MATERIAL TO PROCESS START

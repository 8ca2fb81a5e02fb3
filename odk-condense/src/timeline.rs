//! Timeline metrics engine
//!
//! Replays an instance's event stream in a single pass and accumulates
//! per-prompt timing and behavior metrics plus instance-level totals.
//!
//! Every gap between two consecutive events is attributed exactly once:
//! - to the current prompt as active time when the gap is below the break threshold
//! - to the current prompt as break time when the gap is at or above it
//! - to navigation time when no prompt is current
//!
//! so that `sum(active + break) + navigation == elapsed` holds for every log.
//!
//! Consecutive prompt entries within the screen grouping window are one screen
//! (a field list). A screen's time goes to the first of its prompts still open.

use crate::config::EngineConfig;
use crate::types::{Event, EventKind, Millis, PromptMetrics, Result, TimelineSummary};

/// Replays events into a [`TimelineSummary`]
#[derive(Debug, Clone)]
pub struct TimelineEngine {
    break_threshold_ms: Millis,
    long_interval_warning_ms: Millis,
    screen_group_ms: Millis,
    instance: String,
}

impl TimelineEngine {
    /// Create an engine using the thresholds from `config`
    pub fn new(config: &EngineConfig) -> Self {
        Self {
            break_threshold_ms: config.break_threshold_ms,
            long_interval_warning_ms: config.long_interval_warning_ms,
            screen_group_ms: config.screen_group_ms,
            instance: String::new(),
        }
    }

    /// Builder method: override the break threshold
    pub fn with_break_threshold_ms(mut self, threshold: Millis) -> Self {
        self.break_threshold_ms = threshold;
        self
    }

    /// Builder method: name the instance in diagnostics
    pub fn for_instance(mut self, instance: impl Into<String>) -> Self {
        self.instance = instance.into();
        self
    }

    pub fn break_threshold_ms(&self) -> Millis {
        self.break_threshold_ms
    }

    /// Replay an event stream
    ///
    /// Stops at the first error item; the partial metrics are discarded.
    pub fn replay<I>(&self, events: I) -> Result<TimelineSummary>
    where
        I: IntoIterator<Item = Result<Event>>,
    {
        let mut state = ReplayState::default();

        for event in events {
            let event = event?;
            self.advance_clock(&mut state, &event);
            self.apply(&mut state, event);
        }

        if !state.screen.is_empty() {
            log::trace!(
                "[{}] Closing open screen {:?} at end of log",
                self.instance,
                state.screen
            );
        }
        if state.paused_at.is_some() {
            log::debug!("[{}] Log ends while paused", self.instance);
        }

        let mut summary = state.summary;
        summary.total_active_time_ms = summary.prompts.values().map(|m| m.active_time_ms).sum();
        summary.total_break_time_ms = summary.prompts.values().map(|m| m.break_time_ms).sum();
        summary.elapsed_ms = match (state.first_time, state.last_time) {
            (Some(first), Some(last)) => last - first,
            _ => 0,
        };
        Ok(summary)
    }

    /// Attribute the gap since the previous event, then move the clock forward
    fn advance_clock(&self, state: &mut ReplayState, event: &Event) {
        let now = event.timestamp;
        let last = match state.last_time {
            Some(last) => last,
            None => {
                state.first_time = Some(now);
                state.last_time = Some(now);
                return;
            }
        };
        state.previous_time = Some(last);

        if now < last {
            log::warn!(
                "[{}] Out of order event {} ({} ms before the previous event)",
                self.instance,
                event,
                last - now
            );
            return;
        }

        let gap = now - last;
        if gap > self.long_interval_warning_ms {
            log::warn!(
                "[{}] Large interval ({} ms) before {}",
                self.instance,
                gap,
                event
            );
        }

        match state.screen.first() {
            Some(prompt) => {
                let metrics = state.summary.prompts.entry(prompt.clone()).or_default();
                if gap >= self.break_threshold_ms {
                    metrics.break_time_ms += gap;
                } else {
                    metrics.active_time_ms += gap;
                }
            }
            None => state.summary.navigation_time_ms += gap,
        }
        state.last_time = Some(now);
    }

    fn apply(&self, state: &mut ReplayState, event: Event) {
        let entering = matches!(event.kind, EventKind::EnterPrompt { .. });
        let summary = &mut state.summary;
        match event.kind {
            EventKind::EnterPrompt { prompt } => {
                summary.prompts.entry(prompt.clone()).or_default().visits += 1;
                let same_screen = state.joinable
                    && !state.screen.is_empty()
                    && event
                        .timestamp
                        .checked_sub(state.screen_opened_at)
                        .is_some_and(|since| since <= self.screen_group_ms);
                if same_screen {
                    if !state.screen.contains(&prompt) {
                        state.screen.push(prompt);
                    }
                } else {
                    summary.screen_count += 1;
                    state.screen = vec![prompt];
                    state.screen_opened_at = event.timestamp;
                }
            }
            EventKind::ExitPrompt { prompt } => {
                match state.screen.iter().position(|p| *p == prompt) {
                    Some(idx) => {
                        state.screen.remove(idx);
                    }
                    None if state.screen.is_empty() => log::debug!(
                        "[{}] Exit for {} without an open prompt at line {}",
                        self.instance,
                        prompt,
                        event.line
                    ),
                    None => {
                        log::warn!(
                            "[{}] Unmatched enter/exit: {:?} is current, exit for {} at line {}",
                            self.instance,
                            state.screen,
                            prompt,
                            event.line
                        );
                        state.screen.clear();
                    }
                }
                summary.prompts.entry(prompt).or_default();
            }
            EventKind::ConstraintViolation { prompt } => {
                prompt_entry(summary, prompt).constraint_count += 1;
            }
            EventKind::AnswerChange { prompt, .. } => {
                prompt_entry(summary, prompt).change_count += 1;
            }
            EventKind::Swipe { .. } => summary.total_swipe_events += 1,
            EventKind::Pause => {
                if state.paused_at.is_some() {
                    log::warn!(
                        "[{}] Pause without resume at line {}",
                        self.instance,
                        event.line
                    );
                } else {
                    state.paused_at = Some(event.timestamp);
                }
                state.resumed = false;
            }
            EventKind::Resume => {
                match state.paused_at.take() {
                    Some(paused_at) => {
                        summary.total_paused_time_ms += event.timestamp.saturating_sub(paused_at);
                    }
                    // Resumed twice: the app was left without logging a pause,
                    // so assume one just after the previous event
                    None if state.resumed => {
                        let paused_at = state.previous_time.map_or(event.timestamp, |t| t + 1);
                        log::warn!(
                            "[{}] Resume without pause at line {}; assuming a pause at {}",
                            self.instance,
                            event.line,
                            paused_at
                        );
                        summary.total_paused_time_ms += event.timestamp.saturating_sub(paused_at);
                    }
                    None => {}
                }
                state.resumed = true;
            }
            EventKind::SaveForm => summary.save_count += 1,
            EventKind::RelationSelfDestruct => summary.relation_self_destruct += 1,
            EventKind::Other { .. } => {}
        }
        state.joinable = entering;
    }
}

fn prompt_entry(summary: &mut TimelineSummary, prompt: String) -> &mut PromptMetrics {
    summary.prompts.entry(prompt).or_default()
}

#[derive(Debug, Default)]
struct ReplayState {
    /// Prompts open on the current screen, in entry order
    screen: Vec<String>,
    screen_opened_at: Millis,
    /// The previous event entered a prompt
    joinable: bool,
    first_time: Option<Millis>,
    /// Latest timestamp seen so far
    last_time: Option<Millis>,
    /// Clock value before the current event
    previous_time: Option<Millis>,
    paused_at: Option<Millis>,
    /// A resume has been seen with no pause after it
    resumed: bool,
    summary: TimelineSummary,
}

MATERIAL TO PROCESS END

## PROBLEM
On how many lines above does the word "order" appear? Answer with that figure only.

## RESULT FOR THIS EXERCISE
2